В восьмом кабинете было многолюдно. Молодой врач, две медсестры – все разом повернулись в мою сторону. Не зная, что прятать – грудь или леопардовые трусы, я поплелась в пакетах-бахилах по холодному полу. «Ложись на кушетку, будем делать тебе прокол».
Легла. Мои руки оторвали от груди и развели по сторонам. Предупредили, что сейчас будет больно – и резко воткнули прямо в грудь раскаленный кинжал.
Нет, это, конечно, был не кинжал, а толстая игла для биопсии, но грудь мою пронзило таким огнем, что я даже не смогла выдохнуть. Дикая, горячая боль разлилась по измученной маммографией груди, но самое страшное было впереди. С такой же силой врач резко достал иглу, и снова меня будто ударило током. Я еле сдерживала слезы, стонала и молилась, но мне приказали лежать спокойно, потому что биопсию надо повторить.
«Нет, нет, пожалуйста, не надо, я не могу!»
«Терпи, это тебе надо. Ещё один разочек – и отпустим».
Я застыла без движения и дыхания. Сжалась в комок боли и стыда, лежа без одежды в чертовых бахилах в холодном бездушном кабинете, где мне без обезболивающего протыкали больную грудь огромной иглой. Место прокола горело, мышцы внутри от боли скрутил спазм, спина была мокрая.

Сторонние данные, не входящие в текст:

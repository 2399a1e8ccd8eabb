use crate::{
    configs::{
        BassConfig, InputConfig, LoudnessConfig, MiddleConfig, MixingConfig, MuteConfig,
        SpeakerChannel, SpectrumConfig, TrebleConfig, VolumeConfig,
    },
    Config, TDA7419,
};

impl TDA7419 {
    /// Applies a complete configuration to the register file
    ///
    /// Goes through the regular setters, so out of range levels are clamped
    /// and the input topology counts as changed afterwards. Only registers
    /// whose value actually differs are marked as changed.
    ///
    /// The equalizer bands power up with level code 0 (-0 dB). A level of
    /// 0 dB is always written as code 16 (+0 dB), so the treble, middle and
    /// bass registers change even when applying `Config::default()`.
    pub fn configure(&mut self, config: &Config) {
        self.set_main_source(config.main.source);
        self.set_input_gain(config.main.gain);
        self.set_auto_zero(config.auto_zero);
        self.set_second_source(config.second.source);
        self.set_second_source_gain(config.second.gain);
        self.set_rear_speaker_source(config.rear_speaker_source);

        self.set_loudness_attenuation(config.loudness.attenuation);
        self.set_loudness_center_freq(config.loudness.center_freq);
        self.set_loudness_high_boost(config.loudness.high_boost);
        self.set_loudness_soft_step(config.loudness.soft_step);

        self.set_soft_mute(config.mute.soft_mute);
        self.set_mute_pin_enable(config.mute.mute_pin);
        self.set_soft_mute_time(config.mute.soft_mute_time);
        self.set_soft_step_time(config.mute.soft_step_time);
        self.set_clock_fast_mode(config.mute.fast_clock);

        self.set_master_volume(config.master_volume.level);
        self.set_master_volume_soft_step(config.master_volume.soft_step);

        self.set_treble_level(config.treble.level);
        self.set_treble_center_freq(config.treble.center_freq);
        self.set_treble_reference_internal(config.treble.reference_internal);

        self.set_middle_level(config.middle.level);
        self.set_middle_q_factor(config.middle.q_factor);
        self.set_middle_center_freq(config.middle.center_freq);
        self.set_middle_soft_step(config.middle.soft_step);

        self.set_bass_level(config.bass.level);
        self.set_bass_q_factor(config.bass.q_factor);
        self.set_bass_center_freq(config.bass.center_freq);
        self.set_bass_soft_step(config.bass.soft_step);
        self.set_bass_dc_mode(config.bass.dc_mode);
        self.set_smoothing_filter(config.smoothing_filter);

        self.set_mix_to_left_front(config.mixing.to_left_front);
        self.set_mix_to_right_front(config.mixing.to_right_front);
        self.set_mixing_enable(config.mixing.enable);
        self.set_subwoofer_enable(config.mixing.subwoofer_enable);
        self.set_mixing_gain_effect(config.mixing.gain_effect);
        self.set_sub_cutoff_freq(config.mixing.sub_cutoff);

        for (channel, speaker) in SpeakerChannel::ALL.into_iter().zip(config.speakers) {
            self.set_speaker_volume(channel, speaker.level);
            self.set_speaker_soft_step(channel, speaker.soft_step);
        }
        self.set_mixing_channel_volume(config.mixing_volume.level);
        self.set_mixing_channel_soft_step(config.mixing_volume.soft_step);
        self.set_subwoofer_volume(config.subwoofer_volume.level);
        self.set_subwoofer_soft_step(config.subwoofer_volume.soft_step);

        self.set_spectrum_filter_q(config.spectrum.filter_q);
        self.set_spectrum_auto_reset(config.spectrum.auto_reset);
        self.set_spectrum_source(config.spectrum.source);
        self.set_spectrum_run(config.spectrum.run);
        self.set_spectrum_reset(config.spectrum.reset);
        self.set_external_clock(config.spectrum.external_clock);
        self.set_spectrum_coupling_mode(config.spectrum.coupling);
    }

    /// Reads the register file back as a configuration
    ///
    /// Codes without a declared meaning read back as the setting's default.
    pub fn config(&self) -> Config {
        Config {
            main: InputConfig {
                source: self.get_main_source().unwrap_or_default(),
                gain: self.get_input_gain(),
            },
            second: InputConfig {
                source: self.get_second_source().unwrap_or_default(),
                gain: self.get_second_source_gain(),
            },
            rear_speaker_source: self.get_rear_speaker_source(),
            auto_zero: self.get_auto_zero(),
            loudness: LoudnessConfig {
                attenuation: self.get_loudness_attenuation(),
                center_freq: self.get_loudness_center_freq(),
                high_boost: self.get_loudness_high_boost(),
                soft_step: self.get_loudness_soft_step(),
            },
            mute: MuteConfig {
                soft_mute: self.get_soft_mute(),
                mute_pin: self.get_mute_pin_enable(),
                soft_mute_time: self.get_soft_mute_time().unwrap_or_default(),
                soft_step_time: self.get_soft_step_time(),
                fast_clock: self.get_clock_fast_mode(),
            },
            master_volume: VolumeConfig {
                level: self.get_master_volume(),
                soft_step: self.get_master_volume_soft_step(),
            },
            treble: TrebleConfig {
                level: self.get_treble_level(),
                center_freq: self.get_treble_center_freq(),
                reference_internal: self.get_treble_reference_internal(),
            },
            middle: MiddleConfig {
                level: self.get_middle_level(),
                q_factor: self.get_middle_q_factor(),
                center_freq: self.get_middle_center_freq(),
                soft_step: self.get_middle_soft_step(),
            },
            bass: BassConfig {
                level: self.get_bass_level(),
                q_factor: self.get_bass_q_factor(),
                center_freq: self.get_bass_center_freq(),
                soft_step: self.get_bass_soft_step(),
                dc_mode: self.get_bass_dc_mode(),
            },
            smoothing_filter: self.get_smoothing_filter(),
            mixing: MixingConfig {
                to_left_front: self.get_mix_to_left_front(),
                to_right_front: self.get_mix_to_right_front(),
                enable: self.get_mixing_enable(),
                subwoofer_enable: self.get_subwoofer_enable(),
                gain_effect: self.get_mixing_gain_effect().unwrap_or_default(),
                sub_cutoff: self.get_sub_cutoff_freq(),
            },
            speakers: SpeakerChannel::ALL.map(|channel| VolumeConfig {
                level: self.get_speaker_volume(channel),
                soft_step: self.get_speaker_soft_step(channel),
            }),
            mixing_volume: VolumeConfig {
                level: self.get_mixing_channel_volume(),
                soft_step: self.get_mixing_channel_soft_step(),
            },
            subwoofer_volume: VolumeConfig {
                level: self.get_subwoofer_volume(),
                soft_step: self.get_subwoofer_soft_step(),
            },
            spectrum: SpectrumConfig {
                filter_q: self.get_spectrum_filter_q(),
                auto_reset: self.get_spectrum_auto_reset(),
                source: self.get_spectrum_source(),
                run: self.get_spectrum_run(),
                reset: self.get_spectrum_reset(),
                external_clock: self.get_external_clock(),
                coupling: self.get_spectrum_coupling_mode(),
            },
        }
    }
}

Когда врачи скомандовали: «Готово, можешь одеваться», у меня не осталось сил ответить. Я с трудом встала и на слабых ногах поплелась к своей одежде.

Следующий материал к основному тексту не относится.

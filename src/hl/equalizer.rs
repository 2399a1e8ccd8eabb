use super::{bit, clamp};
use crate::{
    configs::{BassCenterFreq, BassQFactor, MiddleCenterFreq, MiddleQFactor, TrebleCenterFreq},
    level::{decode_eq_level, encode_eq_level, MAX_EQ_LEVEL, MIN_EQ_LEVEL},
    ll::{BASS, MIDDLE, SUB_MID_BASS, TREBLE},
    TDA7419,
};

impl TDA7419 {
    /// Sets the treble level, `-15..=15` dB
    pub fn set_treble_level(&mut self, level: i8) {
        let code = encode_eq_level(clamp("treble level", level, MIN_EQ_LEVEL, MAX_EQ_LEVEL));
        self.ll.modify::<TREBLE>(|w| w.level(code));
    }

    /// Returns the treble level in dB
    pub fn get_treble_level(&self) -> i8 {
        decode_eq_level(self.ll.read::<TREBLE>().level())
    }

    /// Sets the treble center frequency
    pub fn set_treble_center_freq(&mut self, freq: TrebleCenterFreq) {
        self.ll.modify::<TREBLE>(|w| w.center_freq(freq.bits()));
    }

    /// Returns the treble center frequency
    pub fn get_treble_center_freq(&self) -> TrebleCenterFreq {
        TrebleCenterFreq::from_bits(self.ll.read::<TREBLE>().center_freq()).unwrap_or_default()
    }

    /// Selects the internal (`true`) or external treble reference
    pub fn set_treble_reference_internal(&mut self, internal: bool) {
        self.ll
            .modify::<TREBLE>(|w| w.reference_internal(bit(internal)));
    }

    /// Returns true if the internal treble reference is selected
    pub fn get_treble_reference_internal(&self) -> bool {
        self.ll.read::<TREBLE>().reference_internal() != 0
    }

    /// Sets the middle level, `-15..=15` dB
    pub fn set_middle_level(&mut self, level: i8) {
        let code = encode_eq_level(clamp("middle level", level, MIN_EQ_LEVEL, MAX_EQ_LEVEL));
        self.ll.modify::<MIDDLE>(|w| w.level(code));
    }

    /// Returns the middle level in dB
    pub fn get_middle_level(&self) -> i8 {
        decode_eq_level(self.ll.read::<MIDDLE>().level())
    }

    /// Sets the middle Q factor
    pub fn set_middle_q_factor(&mut self, q: MiddleQFactor) {
        self.ll.modify::<MIDDLE>(|w| w.q_factor(q.bits()));
    }

    /// Returns the middle Q factor
    pub fn get_middle_q_factor(&self) -> MiddleQFactor {
        MiddleQFactor::from_bits(self.ll.read::<MIDDLE>().q_factor()).unwrap_or_default()
    }

    /// Enables or disables middle soft step
    pub fn set_middle_soft_step(&mut self, enable: bool) {
        self.ll.modify::<MIDDLE>(|w| w.soft_step(bit(enable)));
    }

    /// Returns true if middle soft step is enabled
    pub fn get_middle_soft_step(&self) -> bool {
        self.ll.read::<MIDDLE>().soft_step() != 0
    }

    /// Sets the middle center frequency
    pub fn set_middle_center_freq(&mut self, freq: MiddleCenterFreq) {
        self.ll
            .modify::<SUB_MID_BASS>(|w| w.middle_center_freq(freq.bits()));
    }

    /// Returns the middle center frequency
    pub fn get_middle_center_freq(&self) -> MiddleCenterFreq {
        MiddleCenterFreq::from_bits(self.ll.read::<SUB_MID_BASS>().middle_center_freq())
            .unwrap_or_default()
    }

    /// Sets the bass level, `-15..=15` dB
    pub fn set_bass_level(&mut self, level: i8) {
        let code = encode_eq_level(clamp("bass level", level, MIN_EQ_LEVEL, MAX_EQ_LEVEL));
        self.ll.modify::<BASS>(|w| w.level(code));
    }

    /// Returns the bass level in dB
    pub fn get_bass_level(&self) -> i8 {
        decode_eq_level(self.ll.read::<BASS>().level())
    }

    /// Sets the bass Q factor
    pub fn set_bass_q_factor(&mut self, q: BassQFactor) {
        self.ll.modify::<BASS>(|w| w.q_factor(q.bits()));
    }

    /// Returns the bass Q factor
    pub fn get_bass_q_factor(&self) -> BassQFactor {
        BassQFactor::from_bits(self.ll.read::<BASS>().q_factor()).unwrap_or_default()
    }

    /// Enables or disables bass soft step
    pub fn set_bass_soft_step(&mut self, enable: bool) {
        self.ll.modify::<BASS>(|w| w.soft_step(bit(enable)));
    }

    /// Returns true if bass soft step is enabled
    pub fn get_bass_soft_step(&self) -> bool {
        self.ll.read::<BASS>().soft_step() != 0
    }

    /// Sets the bass center frequency
    pub fn set_bass_center_freq(&mut self, freq: BassCenterFreq) {
        self.ll
            .modify::<SUB_MID_BASS>(|w| w.bass_center_freq(freq.bits()));
    }

    /// Returns the bass center frequency
    pub fn get_bass_center_freq(&self) -> BassCenterFreq {
        BassCenterFreq::from_bits(self.ll.read::<SUB_MID_BASS>().bass_center_freq())
            .unwrap_or_default()
    }

    /// Enables or disables bass DC mode
    pub fn set_bass_dc_mode(&mut self, enable: bool) {
        self.ll.modify::<SUB_MID_BASS>(|w| w.bass_dc_mode(bit(enable)));
    }

    /// Returns true if bass DC mode is enabled
    pub fn get_bass_dc_mode(&self) -> bool {
        self.ll.read::<SUB_MID_BASS>().bass_dc_mode() != 0
    }

    /// Enables or disables the smoothing filter
    pub fn set_smoothing_filter(&mut self, enable: bool) {
        self.ll
            .modify::<SUB_MID_BASS>(|w| w.smoothing_filter(bit(enable)));
    }

    /// Returns true if the smoothing filter is enabled
    pub fn get_smoothing_filter(&self) -> bool {
        self.ll.read::<SUB_MID_BASS>().smoothing_filter() != 0
    }
}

Морской волк поймал меня где-то на лестничном пролете и скомандовал быть как штык на следующий день на врачебной комиссии. Без вариантов.
Грудь тянуло, голова гудела, но слезы уже не текли – они застыли где-то внутри.
Глава седьмая, в которой слишком мало воздуха
Комиссию назначили на полдень. И чем меньше времени оставалось до полудня, тем беспокойнее становилось у меня на душе.
Я не боялась: ничего страшного сказать мне не могли. Я уже сдала онкомаркеры, они были в норме. Наконец-то я получила заключение по тем самым клеткам кожи, что так больно взяла из ранки маммолог – и там чисто.
Подруги в один голос рассказывали: такое случалось практически с каждой. Устрашающие подозрения всегда оказывались беспочвенными. Да я и сама понимала, насколько нелепы могут быть подобные предположения. Моя мама, многочисленные тетушки, сестры – были здоровы. Обе бабушки уже умерли, но причина их смерти значительно отличалась от рака – инфаркт, инсульт.
И всё же… какая-то посторонняя мысль, еще толком не сформулированная, сырая и невнятная, дергала меня. «Что это может быть? Что за болезнь, которая не лечится антибиотиками, не реагирует на примочки, которые мне прописали, и так быстро распространяется?».
Беспомощность лекарств, которую я наблюдала уже третий месяц, была мне неприятна. Я не могла ничего проанализировать, не знала, как взаимодействовать, и это новое для меня ощущение отсутствия контроля над своим телом нервировало.
Обычно решительная и собранная, я чуть дрогнувшим от напряжения голосом попросила мужа: «Миш, поехали вместе. Что-то мне в этом диспансере не по себе, неприятно. Сходи со мной на комиссию».
Миша, как и большинство сильных и уверенных в себе мужчин, больниц не любил и ехать туда боялся. Едва переступая их порог, он менялся, в глазах появлялись какая-то запуганность и бессилие. Рационального смысла брать такого помощника с собой не было, но я почему-то успокоилась, когда он согласился.
Приехали – и тут же попали в вязкую, крикливую, нервную очередь. Люди заходили в кабинет, чтобы выйти или с надеждой, обнадеживающими результатами, или с отчаянием, когда по лицам врачей читаешь гораздо больше, чем в своем сухо написанном, непонятном диагнозе.